WHAT YOU HAVE TO DO: Wherever the string "inpackets" shows up in the data below, copy the whole line.

RECORDS FOR THE EXERCISE:
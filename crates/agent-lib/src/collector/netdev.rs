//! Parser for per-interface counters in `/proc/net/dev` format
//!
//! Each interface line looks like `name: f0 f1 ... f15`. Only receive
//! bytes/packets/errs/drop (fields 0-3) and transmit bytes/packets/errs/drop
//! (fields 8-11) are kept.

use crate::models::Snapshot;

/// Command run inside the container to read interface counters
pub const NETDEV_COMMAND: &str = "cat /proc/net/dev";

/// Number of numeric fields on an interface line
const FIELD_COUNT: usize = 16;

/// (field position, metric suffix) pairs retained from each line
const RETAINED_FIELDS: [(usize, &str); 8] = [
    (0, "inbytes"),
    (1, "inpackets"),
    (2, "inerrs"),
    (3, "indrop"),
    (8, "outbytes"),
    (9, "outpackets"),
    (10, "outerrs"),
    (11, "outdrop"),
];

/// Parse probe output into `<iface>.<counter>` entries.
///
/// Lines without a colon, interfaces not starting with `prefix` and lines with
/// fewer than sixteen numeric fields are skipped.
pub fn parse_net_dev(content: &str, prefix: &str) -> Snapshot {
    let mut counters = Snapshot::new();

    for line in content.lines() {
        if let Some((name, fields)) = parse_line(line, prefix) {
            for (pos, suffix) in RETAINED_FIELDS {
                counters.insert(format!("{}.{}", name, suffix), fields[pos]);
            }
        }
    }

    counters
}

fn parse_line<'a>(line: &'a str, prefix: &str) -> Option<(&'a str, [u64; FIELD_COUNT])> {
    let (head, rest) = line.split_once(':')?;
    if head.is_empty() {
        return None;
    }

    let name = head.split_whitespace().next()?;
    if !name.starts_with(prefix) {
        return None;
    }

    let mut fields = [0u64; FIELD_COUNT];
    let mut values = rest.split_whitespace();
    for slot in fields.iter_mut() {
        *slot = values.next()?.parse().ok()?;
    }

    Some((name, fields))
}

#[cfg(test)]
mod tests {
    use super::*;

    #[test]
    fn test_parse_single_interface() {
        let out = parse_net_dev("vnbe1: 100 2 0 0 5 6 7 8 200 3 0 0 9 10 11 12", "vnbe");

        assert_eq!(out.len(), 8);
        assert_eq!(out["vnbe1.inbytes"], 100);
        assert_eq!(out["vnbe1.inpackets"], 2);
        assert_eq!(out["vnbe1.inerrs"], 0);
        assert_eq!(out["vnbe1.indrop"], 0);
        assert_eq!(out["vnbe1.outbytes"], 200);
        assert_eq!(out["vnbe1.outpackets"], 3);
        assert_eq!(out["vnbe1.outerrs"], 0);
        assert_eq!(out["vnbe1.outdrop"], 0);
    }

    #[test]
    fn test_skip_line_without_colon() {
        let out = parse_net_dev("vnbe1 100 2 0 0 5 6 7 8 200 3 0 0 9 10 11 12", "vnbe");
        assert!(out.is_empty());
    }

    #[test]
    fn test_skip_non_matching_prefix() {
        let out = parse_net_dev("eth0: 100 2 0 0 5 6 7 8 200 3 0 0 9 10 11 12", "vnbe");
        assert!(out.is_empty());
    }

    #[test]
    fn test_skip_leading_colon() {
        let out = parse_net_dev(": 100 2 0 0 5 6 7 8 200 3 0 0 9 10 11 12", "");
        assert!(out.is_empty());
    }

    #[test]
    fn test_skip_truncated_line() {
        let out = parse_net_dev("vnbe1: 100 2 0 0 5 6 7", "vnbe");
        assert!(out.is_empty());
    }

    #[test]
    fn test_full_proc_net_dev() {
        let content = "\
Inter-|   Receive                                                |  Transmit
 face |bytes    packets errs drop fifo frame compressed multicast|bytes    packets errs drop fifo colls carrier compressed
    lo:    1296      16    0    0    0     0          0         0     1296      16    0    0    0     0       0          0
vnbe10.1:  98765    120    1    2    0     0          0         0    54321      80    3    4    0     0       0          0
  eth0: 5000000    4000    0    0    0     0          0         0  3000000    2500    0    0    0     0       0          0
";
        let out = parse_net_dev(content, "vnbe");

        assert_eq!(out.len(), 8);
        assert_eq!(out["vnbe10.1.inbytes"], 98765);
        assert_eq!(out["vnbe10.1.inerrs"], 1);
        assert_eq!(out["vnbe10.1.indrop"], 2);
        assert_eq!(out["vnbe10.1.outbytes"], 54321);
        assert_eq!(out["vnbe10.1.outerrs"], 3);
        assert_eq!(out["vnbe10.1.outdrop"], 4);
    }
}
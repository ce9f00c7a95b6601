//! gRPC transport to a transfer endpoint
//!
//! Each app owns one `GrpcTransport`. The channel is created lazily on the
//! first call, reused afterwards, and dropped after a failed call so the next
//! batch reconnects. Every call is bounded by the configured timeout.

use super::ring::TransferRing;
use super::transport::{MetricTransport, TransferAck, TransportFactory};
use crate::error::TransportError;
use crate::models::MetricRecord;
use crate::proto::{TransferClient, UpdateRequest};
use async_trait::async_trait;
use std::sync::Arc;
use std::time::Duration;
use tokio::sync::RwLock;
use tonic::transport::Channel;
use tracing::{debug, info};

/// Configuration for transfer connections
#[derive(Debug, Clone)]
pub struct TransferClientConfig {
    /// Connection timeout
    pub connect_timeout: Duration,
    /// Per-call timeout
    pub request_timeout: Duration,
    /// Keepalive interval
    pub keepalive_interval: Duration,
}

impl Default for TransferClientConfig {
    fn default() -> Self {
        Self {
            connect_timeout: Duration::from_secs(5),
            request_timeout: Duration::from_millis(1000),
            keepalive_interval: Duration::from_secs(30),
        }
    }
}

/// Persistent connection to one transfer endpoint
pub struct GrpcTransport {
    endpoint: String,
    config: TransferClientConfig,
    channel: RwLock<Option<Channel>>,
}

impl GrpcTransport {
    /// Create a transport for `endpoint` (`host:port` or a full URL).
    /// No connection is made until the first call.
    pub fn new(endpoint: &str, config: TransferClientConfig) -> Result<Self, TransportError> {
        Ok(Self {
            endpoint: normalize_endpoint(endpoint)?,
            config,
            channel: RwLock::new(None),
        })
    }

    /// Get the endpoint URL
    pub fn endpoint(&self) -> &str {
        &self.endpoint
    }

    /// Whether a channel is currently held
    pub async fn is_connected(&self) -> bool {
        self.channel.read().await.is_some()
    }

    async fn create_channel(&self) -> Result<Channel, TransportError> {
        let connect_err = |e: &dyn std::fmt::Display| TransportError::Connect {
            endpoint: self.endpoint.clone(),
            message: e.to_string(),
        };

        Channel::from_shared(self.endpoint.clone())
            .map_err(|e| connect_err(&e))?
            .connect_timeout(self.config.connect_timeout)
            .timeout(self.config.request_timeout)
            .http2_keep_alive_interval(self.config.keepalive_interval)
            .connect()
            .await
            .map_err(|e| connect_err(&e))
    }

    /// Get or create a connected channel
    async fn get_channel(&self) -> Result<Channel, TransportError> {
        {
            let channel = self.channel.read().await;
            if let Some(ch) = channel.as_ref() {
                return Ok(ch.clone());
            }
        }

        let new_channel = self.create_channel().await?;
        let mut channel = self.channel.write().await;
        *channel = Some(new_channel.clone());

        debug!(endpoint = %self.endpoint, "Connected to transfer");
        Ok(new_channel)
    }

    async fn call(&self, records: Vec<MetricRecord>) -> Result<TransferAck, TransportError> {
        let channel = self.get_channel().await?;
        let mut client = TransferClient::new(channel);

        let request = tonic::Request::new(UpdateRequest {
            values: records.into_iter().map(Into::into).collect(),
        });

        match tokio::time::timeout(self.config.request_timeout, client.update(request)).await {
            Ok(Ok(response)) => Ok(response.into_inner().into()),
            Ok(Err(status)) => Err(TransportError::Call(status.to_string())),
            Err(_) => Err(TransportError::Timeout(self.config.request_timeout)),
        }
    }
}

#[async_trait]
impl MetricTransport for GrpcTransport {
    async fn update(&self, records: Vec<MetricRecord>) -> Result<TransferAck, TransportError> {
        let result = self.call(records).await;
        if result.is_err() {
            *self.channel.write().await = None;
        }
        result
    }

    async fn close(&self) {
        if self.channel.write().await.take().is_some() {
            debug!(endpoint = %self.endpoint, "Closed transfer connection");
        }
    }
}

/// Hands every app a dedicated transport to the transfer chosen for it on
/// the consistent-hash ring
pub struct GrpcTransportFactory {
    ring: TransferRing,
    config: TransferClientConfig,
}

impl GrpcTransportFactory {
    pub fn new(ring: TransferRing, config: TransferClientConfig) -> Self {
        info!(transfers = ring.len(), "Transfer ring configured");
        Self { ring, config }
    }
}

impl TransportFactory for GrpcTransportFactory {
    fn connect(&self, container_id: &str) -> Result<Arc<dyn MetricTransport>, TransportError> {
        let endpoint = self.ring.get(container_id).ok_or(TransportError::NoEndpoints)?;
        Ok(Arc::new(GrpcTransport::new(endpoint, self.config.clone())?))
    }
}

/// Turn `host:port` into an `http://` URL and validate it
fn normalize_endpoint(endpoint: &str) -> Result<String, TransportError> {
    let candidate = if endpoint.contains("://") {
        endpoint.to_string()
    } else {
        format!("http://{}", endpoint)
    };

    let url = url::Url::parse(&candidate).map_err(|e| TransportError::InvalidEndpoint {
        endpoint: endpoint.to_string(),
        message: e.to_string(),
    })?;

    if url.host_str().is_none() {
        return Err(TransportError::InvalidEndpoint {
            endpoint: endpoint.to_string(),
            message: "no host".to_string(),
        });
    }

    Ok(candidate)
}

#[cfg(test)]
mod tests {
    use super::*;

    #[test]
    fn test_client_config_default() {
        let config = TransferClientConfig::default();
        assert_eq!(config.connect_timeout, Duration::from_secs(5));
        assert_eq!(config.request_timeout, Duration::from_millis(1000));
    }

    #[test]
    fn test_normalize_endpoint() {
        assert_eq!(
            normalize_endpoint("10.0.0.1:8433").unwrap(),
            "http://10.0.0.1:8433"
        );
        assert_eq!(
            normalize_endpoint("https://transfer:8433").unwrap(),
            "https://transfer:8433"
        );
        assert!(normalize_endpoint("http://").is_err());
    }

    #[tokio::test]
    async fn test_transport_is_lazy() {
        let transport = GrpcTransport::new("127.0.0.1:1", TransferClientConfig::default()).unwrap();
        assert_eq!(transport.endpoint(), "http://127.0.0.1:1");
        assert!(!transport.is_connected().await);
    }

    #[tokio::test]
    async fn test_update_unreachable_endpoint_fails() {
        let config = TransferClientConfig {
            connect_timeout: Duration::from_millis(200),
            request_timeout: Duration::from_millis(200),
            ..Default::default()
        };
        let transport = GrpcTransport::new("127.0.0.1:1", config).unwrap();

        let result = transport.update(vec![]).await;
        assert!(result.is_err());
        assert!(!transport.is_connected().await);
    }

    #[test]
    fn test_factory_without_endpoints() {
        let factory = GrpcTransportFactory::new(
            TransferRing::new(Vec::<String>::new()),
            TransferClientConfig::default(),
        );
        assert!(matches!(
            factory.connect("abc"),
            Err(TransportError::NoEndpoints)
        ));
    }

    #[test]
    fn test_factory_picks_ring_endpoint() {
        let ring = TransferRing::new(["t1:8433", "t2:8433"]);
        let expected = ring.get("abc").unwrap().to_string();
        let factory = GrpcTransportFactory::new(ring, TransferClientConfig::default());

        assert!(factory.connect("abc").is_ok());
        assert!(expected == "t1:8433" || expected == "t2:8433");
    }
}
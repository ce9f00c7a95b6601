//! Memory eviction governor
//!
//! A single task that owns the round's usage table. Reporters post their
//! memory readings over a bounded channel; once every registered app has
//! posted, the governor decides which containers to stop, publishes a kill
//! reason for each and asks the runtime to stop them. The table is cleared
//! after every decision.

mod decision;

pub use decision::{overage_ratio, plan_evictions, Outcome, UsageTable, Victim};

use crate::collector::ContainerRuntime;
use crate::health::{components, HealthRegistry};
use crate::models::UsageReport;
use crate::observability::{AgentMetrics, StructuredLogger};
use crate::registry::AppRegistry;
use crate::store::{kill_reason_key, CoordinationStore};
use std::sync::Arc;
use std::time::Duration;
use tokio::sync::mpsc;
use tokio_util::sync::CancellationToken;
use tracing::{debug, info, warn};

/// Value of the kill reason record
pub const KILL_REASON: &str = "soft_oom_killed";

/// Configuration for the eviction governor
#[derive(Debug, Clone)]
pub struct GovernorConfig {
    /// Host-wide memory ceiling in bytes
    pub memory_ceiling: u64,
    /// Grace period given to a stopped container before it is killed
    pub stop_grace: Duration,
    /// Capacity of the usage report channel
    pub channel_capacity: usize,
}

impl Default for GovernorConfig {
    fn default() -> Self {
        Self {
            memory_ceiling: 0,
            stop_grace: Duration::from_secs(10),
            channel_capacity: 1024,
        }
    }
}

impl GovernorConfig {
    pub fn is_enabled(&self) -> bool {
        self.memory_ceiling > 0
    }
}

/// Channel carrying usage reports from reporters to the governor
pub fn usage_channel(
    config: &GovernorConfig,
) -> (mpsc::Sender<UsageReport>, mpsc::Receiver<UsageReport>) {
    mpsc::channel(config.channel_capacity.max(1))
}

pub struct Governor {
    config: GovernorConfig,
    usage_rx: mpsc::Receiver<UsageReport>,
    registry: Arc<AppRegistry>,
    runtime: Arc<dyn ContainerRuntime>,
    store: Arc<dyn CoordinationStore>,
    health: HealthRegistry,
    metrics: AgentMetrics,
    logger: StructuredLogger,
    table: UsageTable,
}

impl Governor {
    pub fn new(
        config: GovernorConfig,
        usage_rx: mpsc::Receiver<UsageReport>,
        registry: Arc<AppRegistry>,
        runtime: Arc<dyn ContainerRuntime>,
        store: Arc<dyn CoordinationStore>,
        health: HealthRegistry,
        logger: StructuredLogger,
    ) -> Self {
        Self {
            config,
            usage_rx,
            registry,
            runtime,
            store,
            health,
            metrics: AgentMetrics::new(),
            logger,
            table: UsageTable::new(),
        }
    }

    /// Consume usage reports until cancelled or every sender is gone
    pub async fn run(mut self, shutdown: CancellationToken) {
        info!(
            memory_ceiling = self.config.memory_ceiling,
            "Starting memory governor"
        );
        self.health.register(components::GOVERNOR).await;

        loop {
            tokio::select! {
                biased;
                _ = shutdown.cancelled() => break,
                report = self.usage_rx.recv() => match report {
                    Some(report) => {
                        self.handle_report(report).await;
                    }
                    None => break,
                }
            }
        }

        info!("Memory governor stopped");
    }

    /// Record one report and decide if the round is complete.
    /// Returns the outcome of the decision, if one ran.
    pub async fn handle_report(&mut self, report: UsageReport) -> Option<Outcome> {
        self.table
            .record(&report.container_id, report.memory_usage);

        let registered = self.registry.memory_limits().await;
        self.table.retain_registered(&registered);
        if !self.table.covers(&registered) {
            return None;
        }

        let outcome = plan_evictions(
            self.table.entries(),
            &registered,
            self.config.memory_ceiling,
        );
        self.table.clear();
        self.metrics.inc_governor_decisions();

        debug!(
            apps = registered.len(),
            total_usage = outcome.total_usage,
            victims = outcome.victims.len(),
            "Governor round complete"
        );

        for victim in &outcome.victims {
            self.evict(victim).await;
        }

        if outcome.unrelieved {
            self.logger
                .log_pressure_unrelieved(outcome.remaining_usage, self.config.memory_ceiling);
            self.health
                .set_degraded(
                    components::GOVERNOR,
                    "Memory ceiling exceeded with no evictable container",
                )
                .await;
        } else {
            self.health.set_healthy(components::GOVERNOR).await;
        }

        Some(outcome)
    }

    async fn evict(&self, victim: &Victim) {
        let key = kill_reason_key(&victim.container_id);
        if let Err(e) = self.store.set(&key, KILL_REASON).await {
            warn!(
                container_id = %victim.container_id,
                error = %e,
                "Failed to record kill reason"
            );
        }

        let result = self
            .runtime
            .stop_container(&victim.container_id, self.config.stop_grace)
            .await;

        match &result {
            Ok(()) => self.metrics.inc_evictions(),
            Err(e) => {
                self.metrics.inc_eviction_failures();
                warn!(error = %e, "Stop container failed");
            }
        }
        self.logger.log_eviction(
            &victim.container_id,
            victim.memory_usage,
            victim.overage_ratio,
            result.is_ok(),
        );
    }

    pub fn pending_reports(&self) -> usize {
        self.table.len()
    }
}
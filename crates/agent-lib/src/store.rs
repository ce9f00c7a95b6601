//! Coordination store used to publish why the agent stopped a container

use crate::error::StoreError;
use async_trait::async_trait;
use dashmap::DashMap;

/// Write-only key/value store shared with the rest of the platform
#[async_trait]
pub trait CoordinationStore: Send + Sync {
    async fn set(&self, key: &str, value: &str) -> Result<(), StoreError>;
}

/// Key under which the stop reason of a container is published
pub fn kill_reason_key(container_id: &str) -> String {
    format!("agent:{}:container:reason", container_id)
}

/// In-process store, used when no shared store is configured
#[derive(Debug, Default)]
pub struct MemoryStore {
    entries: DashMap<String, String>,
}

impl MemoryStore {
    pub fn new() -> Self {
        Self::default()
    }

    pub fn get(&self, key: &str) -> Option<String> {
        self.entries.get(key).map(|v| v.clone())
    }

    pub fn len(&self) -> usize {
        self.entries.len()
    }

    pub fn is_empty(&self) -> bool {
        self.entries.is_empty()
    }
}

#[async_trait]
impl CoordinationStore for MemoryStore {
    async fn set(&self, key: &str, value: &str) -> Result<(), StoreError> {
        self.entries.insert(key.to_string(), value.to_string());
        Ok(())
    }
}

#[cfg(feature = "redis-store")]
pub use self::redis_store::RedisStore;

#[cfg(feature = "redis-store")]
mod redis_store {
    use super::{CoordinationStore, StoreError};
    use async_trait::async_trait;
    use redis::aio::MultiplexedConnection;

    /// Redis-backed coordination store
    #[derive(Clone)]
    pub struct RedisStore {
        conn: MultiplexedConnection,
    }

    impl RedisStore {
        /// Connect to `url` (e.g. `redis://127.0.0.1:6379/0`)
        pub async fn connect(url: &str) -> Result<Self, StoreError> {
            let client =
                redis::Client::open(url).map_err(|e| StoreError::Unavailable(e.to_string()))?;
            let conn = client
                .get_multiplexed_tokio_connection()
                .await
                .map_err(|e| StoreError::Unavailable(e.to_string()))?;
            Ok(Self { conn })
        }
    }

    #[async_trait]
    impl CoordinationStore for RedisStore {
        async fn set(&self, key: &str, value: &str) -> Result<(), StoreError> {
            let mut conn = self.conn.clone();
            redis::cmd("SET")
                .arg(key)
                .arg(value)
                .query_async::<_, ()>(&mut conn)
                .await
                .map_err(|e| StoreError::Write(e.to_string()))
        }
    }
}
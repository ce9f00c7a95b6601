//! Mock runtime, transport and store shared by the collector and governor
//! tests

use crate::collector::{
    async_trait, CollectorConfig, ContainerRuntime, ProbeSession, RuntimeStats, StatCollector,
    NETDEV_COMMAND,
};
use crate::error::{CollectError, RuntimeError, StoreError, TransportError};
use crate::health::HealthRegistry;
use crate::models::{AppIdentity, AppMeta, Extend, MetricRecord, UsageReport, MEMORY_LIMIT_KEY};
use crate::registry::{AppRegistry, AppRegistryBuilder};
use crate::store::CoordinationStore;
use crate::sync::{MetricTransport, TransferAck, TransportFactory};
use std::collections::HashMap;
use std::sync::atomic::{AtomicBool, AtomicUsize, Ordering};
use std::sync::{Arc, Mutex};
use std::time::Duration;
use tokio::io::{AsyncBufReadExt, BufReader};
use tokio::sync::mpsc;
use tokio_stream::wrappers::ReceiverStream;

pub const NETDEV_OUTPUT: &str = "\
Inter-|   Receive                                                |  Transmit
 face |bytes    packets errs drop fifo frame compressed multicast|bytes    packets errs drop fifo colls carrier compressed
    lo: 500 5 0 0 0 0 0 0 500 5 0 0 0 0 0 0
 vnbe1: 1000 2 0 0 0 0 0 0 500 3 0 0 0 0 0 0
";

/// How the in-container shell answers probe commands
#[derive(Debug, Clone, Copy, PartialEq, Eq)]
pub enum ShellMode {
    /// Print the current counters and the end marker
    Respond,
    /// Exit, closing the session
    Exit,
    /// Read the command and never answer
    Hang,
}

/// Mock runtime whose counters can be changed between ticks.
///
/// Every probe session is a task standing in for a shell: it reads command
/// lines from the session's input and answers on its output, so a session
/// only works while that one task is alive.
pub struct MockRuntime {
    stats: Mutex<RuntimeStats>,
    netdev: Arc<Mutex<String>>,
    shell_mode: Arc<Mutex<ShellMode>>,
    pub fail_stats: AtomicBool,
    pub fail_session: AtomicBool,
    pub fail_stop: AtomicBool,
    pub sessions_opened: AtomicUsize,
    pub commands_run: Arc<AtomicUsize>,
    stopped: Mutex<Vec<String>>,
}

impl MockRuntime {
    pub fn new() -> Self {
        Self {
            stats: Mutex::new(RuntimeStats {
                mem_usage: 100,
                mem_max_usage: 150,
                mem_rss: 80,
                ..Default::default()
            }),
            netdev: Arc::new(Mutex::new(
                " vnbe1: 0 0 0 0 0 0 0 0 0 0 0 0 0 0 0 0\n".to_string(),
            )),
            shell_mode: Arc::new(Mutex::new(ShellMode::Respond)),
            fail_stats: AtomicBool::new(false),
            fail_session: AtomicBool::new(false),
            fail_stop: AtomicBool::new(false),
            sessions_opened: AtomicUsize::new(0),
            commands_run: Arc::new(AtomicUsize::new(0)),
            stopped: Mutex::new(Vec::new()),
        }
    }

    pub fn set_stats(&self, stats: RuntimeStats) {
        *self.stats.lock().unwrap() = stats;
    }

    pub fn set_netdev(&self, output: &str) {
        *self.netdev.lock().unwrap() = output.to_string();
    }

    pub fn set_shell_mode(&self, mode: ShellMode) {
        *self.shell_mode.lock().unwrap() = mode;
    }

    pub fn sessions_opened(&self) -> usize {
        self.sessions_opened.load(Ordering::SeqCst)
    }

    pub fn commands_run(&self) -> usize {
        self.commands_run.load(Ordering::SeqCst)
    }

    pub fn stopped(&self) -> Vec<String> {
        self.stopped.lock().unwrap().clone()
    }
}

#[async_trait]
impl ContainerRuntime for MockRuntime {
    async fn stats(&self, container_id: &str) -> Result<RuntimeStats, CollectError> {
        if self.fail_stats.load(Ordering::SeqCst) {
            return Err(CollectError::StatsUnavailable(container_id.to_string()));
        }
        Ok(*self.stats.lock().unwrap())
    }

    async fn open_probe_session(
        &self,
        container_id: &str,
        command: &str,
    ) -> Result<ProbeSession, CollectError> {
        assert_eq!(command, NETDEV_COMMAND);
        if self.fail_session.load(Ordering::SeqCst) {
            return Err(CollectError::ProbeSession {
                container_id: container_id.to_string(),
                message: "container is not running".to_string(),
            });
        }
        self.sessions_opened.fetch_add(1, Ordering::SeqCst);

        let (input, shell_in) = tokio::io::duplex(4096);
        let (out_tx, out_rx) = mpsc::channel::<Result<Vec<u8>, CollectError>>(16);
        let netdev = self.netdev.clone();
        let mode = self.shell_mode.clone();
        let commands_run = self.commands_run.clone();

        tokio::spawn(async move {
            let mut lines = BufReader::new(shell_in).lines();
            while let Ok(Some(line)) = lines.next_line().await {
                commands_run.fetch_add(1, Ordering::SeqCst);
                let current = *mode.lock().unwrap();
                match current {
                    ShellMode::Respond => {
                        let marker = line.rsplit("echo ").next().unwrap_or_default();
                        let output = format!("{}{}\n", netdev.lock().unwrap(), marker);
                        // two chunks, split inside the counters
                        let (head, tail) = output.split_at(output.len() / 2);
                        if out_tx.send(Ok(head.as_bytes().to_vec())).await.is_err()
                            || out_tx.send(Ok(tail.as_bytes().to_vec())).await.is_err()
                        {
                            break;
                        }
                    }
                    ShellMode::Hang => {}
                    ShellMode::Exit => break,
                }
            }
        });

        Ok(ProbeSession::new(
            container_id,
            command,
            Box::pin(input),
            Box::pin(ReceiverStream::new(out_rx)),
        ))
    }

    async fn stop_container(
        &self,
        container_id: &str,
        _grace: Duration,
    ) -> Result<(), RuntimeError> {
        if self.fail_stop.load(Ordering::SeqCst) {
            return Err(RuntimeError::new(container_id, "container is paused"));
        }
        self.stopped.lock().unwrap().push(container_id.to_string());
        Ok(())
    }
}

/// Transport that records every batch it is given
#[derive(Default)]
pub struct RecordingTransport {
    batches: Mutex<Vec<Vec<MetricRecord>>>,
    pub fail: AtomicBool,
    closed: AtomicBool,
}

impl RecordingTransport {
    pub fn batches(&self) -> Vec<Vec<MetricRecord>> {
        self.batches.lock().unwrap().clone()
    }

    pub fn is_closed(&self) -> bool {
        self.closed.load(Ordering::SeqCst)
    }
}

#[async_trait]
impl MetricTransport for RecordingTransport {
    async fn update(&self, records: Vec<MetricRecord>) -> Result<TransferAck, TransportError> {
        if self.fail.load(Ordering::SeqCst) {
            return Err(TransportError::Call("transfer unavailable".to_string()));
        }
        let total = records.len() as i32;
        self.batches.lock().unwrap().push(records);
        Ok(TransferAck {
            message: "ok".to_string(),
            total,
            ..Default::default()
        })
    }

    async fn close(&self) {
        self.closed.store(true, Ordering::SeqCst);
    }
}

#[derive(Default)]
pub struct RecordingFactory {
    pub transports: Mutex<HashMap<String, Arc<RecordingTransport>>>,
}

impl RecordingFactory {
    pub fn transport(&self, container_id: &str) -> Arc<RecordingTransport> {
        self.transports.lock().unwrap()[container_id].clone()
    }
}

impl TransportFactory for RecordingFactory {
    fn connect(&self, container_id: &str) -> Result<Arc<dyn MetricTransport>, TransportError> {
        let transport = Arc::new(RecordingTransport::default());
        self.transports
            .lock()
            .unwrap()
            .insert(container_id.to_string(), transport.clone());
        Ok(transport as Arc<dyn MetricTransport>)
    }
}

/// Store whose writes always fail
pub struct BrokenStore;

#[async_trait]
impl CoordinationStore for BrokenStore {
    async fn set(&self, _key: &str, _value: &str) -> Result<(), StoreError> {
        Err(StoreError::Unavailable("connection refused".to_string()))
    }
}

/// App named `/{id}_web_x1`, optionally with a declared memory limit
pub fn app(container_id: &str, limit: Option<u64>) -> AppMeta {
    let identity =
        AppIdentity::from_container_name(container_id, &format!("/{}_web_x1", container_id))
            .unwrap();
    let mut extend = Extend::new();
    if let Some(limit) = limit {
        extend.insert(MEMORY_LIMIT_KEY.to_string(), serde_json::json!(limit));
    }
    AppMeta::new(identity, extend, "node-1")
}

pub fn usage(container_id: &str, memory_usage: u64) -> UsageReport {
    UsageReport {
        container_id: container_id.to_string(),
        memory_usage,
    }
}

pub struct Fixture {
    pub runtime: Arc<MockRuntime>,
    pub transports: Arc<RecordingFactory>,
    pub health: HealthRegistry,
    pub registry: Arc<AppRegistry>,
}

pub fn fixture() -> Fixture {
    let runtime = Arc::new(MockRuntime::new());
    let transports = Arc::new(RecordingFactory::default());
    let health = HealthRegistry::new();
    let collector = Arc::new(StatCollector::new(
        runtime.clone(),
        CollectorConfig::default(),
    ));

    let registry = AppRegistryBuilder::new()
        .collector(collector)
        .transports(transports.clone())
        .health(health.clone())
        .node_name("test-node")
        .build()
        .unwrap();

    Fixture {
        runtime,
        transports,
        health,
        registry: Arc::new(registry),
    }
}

RESULT OF THIS TASK:
    (1, "inpackets"),
        assert_eq!(out["vnbe1.inpackets"], 2);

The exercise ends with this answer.